MONTREAL, Feb. 11, 2019 /CNW Telbec/ - Physinorth
Acquisition Corporation Inc. ("Physinorth" or the "Corporation") (TSXV: PSN.P) is pleased to announce that it has
entered into an agreement in principle dated February 8, 2019 (the "Agreement") to acquire
all of the issued and outstanding shares (the "Acquisition") of 6150977 Canada Inc. d.b.a. Groupe Premier Soin (the
"Target"), a Quebec based company incorporated pursuant to the Canada Business
Corporations Act (CBCA) and specialized in the health care services business.
Groupe Premier Soin was founded in 2003 by its current chief executive officer as a staffing services company focussing on
providing independent labour force to the Quebec healthcare sector, initially providing services
directly to hospitals and institutions. Groupe Premier Soin has developed a specialized healthcare services platform that
provides an effective and comprehensive range of staffing and outsourced services solutions for healthcare needs to governments,
corporations, and individuals. Services are provided through GPS' proprietary PSweb™ platform developed with the objective to
optimize and streamline the business to customer relationship and product offering through the use of business process automation
and business intelligence applications. The company covers multiple segments including emergency rooms and operating rooms and
currently has over 1,500 active professionals and 480 customer organizations. GPS's business model is scalable and fully
adaptable to other geographies and healthcare systems and it's CRM platform and protocols are portable to other business
verticals. Over the years Groupe Premier Soin has continuously invested in professionals, management tools and technology to
ensure best of breed services. Groupe Premier Soin has been placing healthcare professionals with more than 480 organizations
throughout the province of Quebec since it's creation in 2003 and consistently ranks in the top
3 healthcare independent labour force providers in the province. For the fiscal year ended September 30,
2018 Groupe Premier Soin had revenues of $8,310,762 for a net income of $268,036 (on an unaudited basis).
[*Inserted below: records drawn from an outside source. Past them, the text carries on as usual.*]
use async_trait::async_trait;
use chrono::Utc;
use std::collections::HashMap;
use std::sync::Arc;
use std::time::Duration;
use tokio::sync::{broadcast, RwLock};
use transit_booking::{BookingFlow, BookingLedger, CompletedBooking, FlowError, SubmissionListener};
use transit_catalog::{ArrivalEstimates, InMemoryCatalog, RouteCatalog, StopCatalog, VehicleCatalog};
use transit_core::BookingBackend;
use transit_shared::models::events::{BookingConfirmedEvent, BookingEvent, BookingFailedEvent};
use uuid::Uuid;

/// Capacity of the live event channel; slow subscribers skip older events.
const EVENT_BUFFER: usize = 100;

#[derive(Clone)]
pub struct AppState {
    pub vehicles: Arc<dyn VehicleCatalog>,
    pub stops: Arc<dyn StopCatalog>,
    pub routes: Arc<dyn RouteCatalog>,
    pub arrivals: Arc<dyn ArrivalEstimates>,
    pub backend: Arc<dyn BookingBackend>,
    pub sessions: Arc<RwLock<HashMap<Uuid, Arc<BookingFlow>>>>,
    pub ledger: Arc<RwLock<BookingLedger>>,
    pub events_tx: broadcast::Sender<BookingEvent>,
    pub submission_timeout: Option<Duration>,
}

impl AppState {
    pub fn new(
        catalog: InMemoryCatalog,
        backend: Arc<dyn BookingBackend>,
        submission_timeout: Option<Duration>,
    ) -> Self {
        let catalog = Arc::new(catalog);
        let (events_tx, _) = broadcast::channel(EVENT_BUFFER);

        Self {
            vehicles: catalog.clone(),
            stops: catalog.clone(),
            routes: catalog.clone(),
            arrivals: catalog,
            backend,
            sessions: Arc::new(RwLock::new(HashMap::new())),
            ledger: Arc::new(RwLock::new(BookingLedger::with_reference_history())),
            events_tx,
            submission_timeout,
        }
    }

    /// Listener that books a session's confirmed submissions into the
    /// ledger and announces the outcome.
    pub fn session_outcomes(&self, session_id: Uuid) -> SessionOutcomes {
        SessionOutcomes {
            session_id,
            ledger: self.ledger.clone(),
            events_tx: self.events_tx.clone(),
        }
    }
}

/// Runs on the submission task, so a confirmed booking reaches the history
/// and the event stream even if the client has gone away.
pub struct SessionOutcomes {
    session_id: Uuid,
    ledger: Arc<RwLock<BookingLedger>>,
    events_tx: broadcast::Sender<BookingEvent>,
}

impl SessionOutcomes {
    /// Broadcast to live subscribers. Having none is fine.
    fn publish(&self, event: BookingEvent) {
        tracing::debug!(event = event.name(), session_id = %event.session_id(), "Publishing booking event");
        let _ = self.events_tx.send(event);
    }
}

#[async_trait]
impl SubmissionListener for SessionOutcomes {
    async fn confirmed(&self, booking: &CompletedBooking) {
        self.ledger.write().await.record(booking);
        self.publish(BookingEvent::Confirmed(BookingConfirmedEvent {
            session_id: self.session_id,
            confirmation_id: booking.confirmation_id.clone(),
            vehicle_id: booking.booking.vehicle_id.clone().unwrap_or_default(),
            fare_amount: booking.booking.fare_amount,
            timestamp: booking.created_at,
        }));
    }

    async fn failed(&self, error: &FlowError) {
        if !error.is_retryable() {
            return;
        }
        self.publish(BookingEvent::Failed(BookingFailedEvent {
            session_id: self.session_id,
            reason: error.to_string(),
            retryable: true,
            timestamp: Utc::now(),
        }));
    }
}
This acquisition, along with the Private Placement (as defined below), would constitute the Corporation's qualifying
transaction (the "Qualifying Transaction") under Policy 2.4 of the TSX Venture Exchange (the "Exchange"). The
Qualifying Transaction would not constitute a Non-Arm's Length Qualifying Transaction under the Exchange's policies and, as such,
it will not be subject to approval by the Corporation's shareholders. There are no Non-Arm's Length Parties to the CPC that are
otherwise Insiders of any target company. There are no relationships between or among the Non-Arm's Length Parties to the CPC and
the Non-Arm's Length Parties to the Qualifying Transaction. Upon completion of the Qualifying Transaction, Mr. Joseph Cianci (current CFO of the Corporation), Mr. Jean-Robert Pronovost
(current CEO of the Corporation) and Mr. Martin Legault (current CEO of the Target) will be
considered Insiders of the Resulting Issuer.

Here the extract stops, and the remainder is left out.